Se lo suelo preguntar a la peña apocalíptica, desde hace un mes y desde hace una década. ¿Cuántos pamploneses hicieron las maletas cuando mandaba la alcaldesa o, mejor dicho, porque mandaba la alcaldesa? ¿Cuántos las están haciendo ahora por el gobierno del alcalde? Hablo del destierro concreto, la urgente necesidad de escapar para que el día a día no se convierta en un infierno. Están exentas, pues, la fuga marital, la búsqueda del sol y la huida del tedio. Y, por supuesto, el sexilio. Me refiero al deber existencial de largarse, no al deseo individual de hacerlo. La obligada emigración no es un capricho aventurero.

Si la vida bajo el fascismo, sea vasco o español, es este manso acontecer que cubre las plazas y bares de Pamplona, habrá que inventar otra palabrota para definir al régimen de Mussolini. Nunca la creación del hombre nuevo dejó al viejo tan a su aire, tan inmutable, anclado a la misma ronda, aferrado muy tranquilo a la rutina laboral, familiar y cuadrillera. Jamás un cataclismo político, sea el de Cristina, sea el de Joseba, permitió a los locales seguir como si llueve y además atrajo a foráneos, por lo visto almas suicidas imantadas por el morbo de la catástrofe.

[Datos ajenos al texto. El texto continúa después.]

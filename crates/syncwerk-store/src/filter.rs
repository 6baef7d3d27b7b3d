// SPDX-License-Identifier: PMPL-1.0-or-later
// Copyright (c) 2026 Jonathan D.A. Jewell (hyperpolymath) <jonathan.jewell@open.ac.uk>
//
// In-process predicate evaluation, sorting, and pagination over decoded rows.

use std::cmp::Ordering;

use syncwerk_core::query::{FieldOperator, FieldPredicate, QueryOptions, QueryPredicate, QuerySort, SortOrder};
use syncwerk_core::types::{SerializedRecord, Value};

/// Whether `record` satisfies `predicate`.
pub fn matches(record: &SerializedRecord, predicate: &QueryPredicate) -> bool {
    match predicate {
        QueryPredicate::All => true,
        QueryPredicate::Compare(leaf) => matches_field(record, leaf),
        QueryPredicate::And(preds) => preds.iter().all(|p| matches(record, p)),
        QueryPredicate::Or(preds) => preds.iter().any(|p| matches(record, p)),
        QueryPredicate::Not(pred) => !matches(record, pred),
    }
}

fn field_value<'r>(record: &'r SerializedRecord, field: &str) -> Option<&'r Value> {
    record.field(field)
}

/// Nested records compare by their id, so `author` can be filtered by
/// foreign key.
fn scalar(value: &Value) -> Value {
    match value {
        Value::Record(nested) => Value::String(nested.id.clone()),
        other => other.clone(),
    }
}

fn equals(actual: Option<&Value>, expected: &Value) -> bool {
    match actual.map(scalar) {
        None | Some(Value::Null) => expected.is_null(),
        Some(actual) => match actual.compare(expected) {
            Some(ordering) => ordering == Ordering::Equal,
            None => actual == *expected,
        },
    }
}

fn ordered(actual: Option<&Value>, expected: &Value, accept: impl Fn(Ordering) -> bool) -> bool {
    actual
        .map(scalar)
        .and_then(|v| v.compare(expected))
        .is_some_and(accept)
}

fn matches_field(record: &SerializedRecord, leaf: &FieldPredicate) -> bool {
    let actual = field_value(record, &leaf.field);
    match &leaf.operator {
        FieldOperator::Equal(v) => equals(actual, v),
        FieldOperator::NotEqual(v) => !equals(actual, v),
        FieldOperator::LessThan(v) => ordered(actual, v, Ordering::is_lt),
        FieldOperator::LessOrEqual(v) => ordered(actual, v, Ordering::is_le),
        FieldOperator::GreaterThan(v) => ordered(actual, v, Ordering::is_gt),
        FieldOperator::GreaterOrEqual(v) => ordered(actual, v, Ordering::is_ge),
        FieldOperator::Between(start, end) => {
            ordered(actual, start, Ordering::is_ge) && ordered(actual, end, Ordering::is_le)
        }
        FieldOperator::BeginsWith(v) => match (actual, v.as_str()) {
            (Some(Value::String(s)), Some(prefix)) => s.starts_with(prefix),
            _ => false,
        },
        FieldOperator::Contains(v) => match actual {
            Some(Value::String(s)) => v.as_str().is_some_and(|needle| s.contains(needle)),
            Some(Value::List(items)) => items.iter().any(|item| equals(Some(item), v)),
            _ => false,
        },
    }
}

/// Ordering used for sorting. Absent and null values sort first;
/// incomparable values keep their relative order.
fn sort_cmp(a: &SerializedRecord, b: &SerializedRecord, sort: &[QuerySort]) -> Ordering {
    for key in sort {
        let left = field_value(a, &key.field).map(scalar).filter(|v| !v.is_null());
        let right = field_value(b, &key.field).map(scalar).filter(|v| !v.is_null());
        let ordering = match (&left, &right) {
            (None, None) => Ordering::Equal,
            (None, Some(_)) => Ordering::Less,
            (Some(_), None) => Ordering::Greater,
            (Some(l), Some(r)) => l.compare(r).unwrap_or(Ordering::Equal),
        };
        let ordering = match key.order {
            SortOrder::Ascending => ordering,
            SortOrder::Descending => ordering.reverse(),
        };
        if ordering != Ordering::Equal {
            return ordering;
        }
    }
    Ordering::Equal
}

/// Filter, sort, and paginate `rows` according to `options`.
pub fn apply(rows: Vec<SerializedRecord>, options: &QueryOptions) -> Vec<SerializedRecord> {
    let mut rows: Vec<SerializedRecord> = rows
        .into_iter()
        .filter(|r| matches(r, &options.predicate))
        .collect();

    if !options.sort.is_empty() {
        rows.sort_by(|a, b| sort_cmp(a, b, &options.sort));
    }

    match options.pagination {
        Some(page) => rows
            .into_iter()
            .skip(page.offset())
            .take(page.limit as usize)
            .collect(),
        None => rows,
    }
}

#[cfg(test)]
mod tests {
    use syncwerk_core::query::QueryPagination;

    use super::*;

    fn post(id: &str, title: &str, rating: i64) -> SerializedRecord {
        SerializedRecord::new("Post", id)
            .with_field("title", title)
            .with_field("rating", rating)
    }

    fn rows() -> Vec<SerializedRecord> {
        vec![
            post("p1", "Hello world", 4),
            post("p2", "Goodbye", 2),
            post("p3", "Hello again", 5),
        ]
    }

    fn ids(rows: &[SerializedRecord]) -> Vec<&str> {
        rows.iter().map(|r| r.id.as_str()).collect()
    }

    #[test]
    fn comparison_operators() {
        let gt = QueryOptions::matching(QueryPredicate::compare(
            "rating",
            FieldOperator::GreaterThan(Value::Int(3)),
        ));
        assert_eq!(ids(&apply(rows(), &gt)), ["p1", "p3"]);

        let between = QueryOptions::matching(QueryPredicate::compare(
            "rating",
            FieldOperator::Between(Value::Int(2), Value::Int(4)),
        ));
        assert_eq!(ids(&apply(rows(), &between)), ["p1", "p2"]);
    }

    #[test]
    fn string_operators() {
        let begins = QueryPredicate::compare("title", FieldOperator::BeginsWith(Value::from("Hello")));
        let contains = QueryPredicate::compare("title", FieldOperator::Contains(Value::from("again")));
        assert_eq!(ids(&apply(rows(), &QueryOptions::matching(begins))), ["p1", "p3"]);
        assert_eq!(ids(&apply(rows(), &QueryOptions::matching(contains))), ["p3"]);
    }

    #[test]
    fn groups_and_negation() {
        let pred = QueryPredicate::Or(vec![
            QueryPredicate::eq("id", "p2"),
            QueryPredicate::not(QueryPredicate::compare(
                "rating",
                FieldOperator::LessThan(Value::Int(5)),
            )),
        ]);
        assert_eq!(ids(&apply(rows(), &QueryOptions::matching(pred))), ["p2", "p3"]);
    }

    #[test]
    fn nested_record_compares_by_id() {
        let comment = SerializedRecord::new("Comment", "c1")
            .with_field("post", SerializedRecord::placeholder("p1"));
        assert!(matches(&comment, &QueryPredicate::eq("post", "p1")));
        assert!(!matches(&comment, &QueryPredicate::eq("post", "p2")));
    }

    #[test]
    fn equality_with_null_matches_absent_fields() {
        let record = SerializedRecord::new("Post", "p1");
        assert!(matches(&record, &QueryPredicate::eq("title", Value::Null)));
        assert!(!matches(&record, &QueryPredicate::eq("title", "x")));
    }

    #[test]
    fn sort_then_paginate() {
        let options = QueryOptions::all()
            .sorted_by("rating", SortOrder::Descending)
            .paginated(QueryPagination { page: 1, limit: 2 });
        assert_eq!(ids(&apply(rows(), &options)), ["p2"]);

        let first = QueryOptions::all()
            .sorted_by("title", SortOrder::Ascending)
            .paginated(QueryPagination { page: 0, limit: 2 });
        assert_eq!(ids(&apply(rows(), &first)), ["p2", "p3"]);
    }

    #[test]
    fn absent_sort_values_come_first() {
        let mut input = rows();
        input.push(SerializedRecord::new("Post", "p4"));
        let options = QueryOptions::all().sorted_by("rating", SortOrder::Ascending);
        assert_eq!(ids(&apply(input, &options)), ["p4", "p2", "p1", "p3"]);
    }
}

Viniendo de donde venimos, habiendo sufrido tan de cerca, y tan en serio, el aliento del terror y sus efectos sociales, tiene un punto ofensivo este malgasto de frívola agonía para describir el presente. Más que personas parecemos exclamaciones, y ya se agota el vocabulario para cuando de verdad lleguen los bárbaros, que sin duda llegarán. En fin, que han subido el marianito y las rabas, y yo con estos pelos.